Big Trouble In Little China is far from your standard action comedy. Instead, it takes great delight in taking the conventions of the action movie and turning them upside down. The most obvious, and most amusing, way in which this is done is with the hero, Jack Burton. He's not really a hero. Jack Burton goes through most of the movie either being ignorant of just what's going on or ineffective when needed most. Wang Chi is the man of action, but the film focuses on Burton, to great effect.
Russell is hilarious in the role, which is one of his best performances in a filmography chock full of great performances. Just listen to him talking on the phone after he loses his truck and tries to make an insurance claim - a lot of the dialogue is slightly faded as if it's just background noise, but almost every line is hilarious, mainly thanks to the delivery from Russell. Dennis Dun somehow keeps a straight face throughout and his character works well alongside Burton. What can I say about the Kim Cattrall of the 1980s that hasn't already been transcribed and kept forever in the legal documents that insist I stay at least two miles away from the woman? James Hong is great fun as David Lo Pan, Victor Wong adds to the entertainment as Egg Shen and Kate Burton, Suzee Pai and Donald Li all seem to enjoy themselves as they get caught up in the madness.
Gary Goldman and David Z. Weinstein wrote the script, but W. D. Richter is the man who extensively adapted the material into what audiences finally saw (it was originally envisioned as a western), and everyone involved in crafting the dialogue deserves praise for putting together something that makes people laugh so often, despite never going for easy gags. The movie is all about the characters, especially Burton, and that's where the humour comes from.

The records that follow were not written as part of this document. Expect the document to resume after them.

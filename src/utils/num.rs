//! Numeric utilities: centralized integer conversions for log and metrics fields.
//!
//! Saturating conversions are used where clamping is acceptable (durations and counts
//! written to logs); lossless widening goes through a named helper so call sites stay
//! searchable.

#[inline]
#[must_use]
pub fn usize_to_u64(v: usize) -> u64 {
    u64::try_from(v).unwrap_or(u64::MAX)
}

#[inline]
#[must_use]
pub fn u128_to_u64_saturating(v: u128) -> u64 {
    u64::try_from(v).unwrap_or(u64::MAX)
}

Despite the comedic nature of the material and the influences from Chinese culture and action movies of the past, this is still, undeniably, a John Carpenter film. The framing of each scene, the set designs, the music that he composed to accompany the visuals, the presence of Kurt Russell - this is classic Carpenter in every respect. The fact that the whole thing can be interpreted as an allegory for America and the way its foreign policy has affected so many countries over the years is just a bonus. I don't know if Carpenter ever intended that layer to be there, but there it is.
As cliched as it sounds, Big Trouble In Little China is a film that just seems to get better with age. I think if/when I rewatch it next year I may have to come back here to bump up the rating.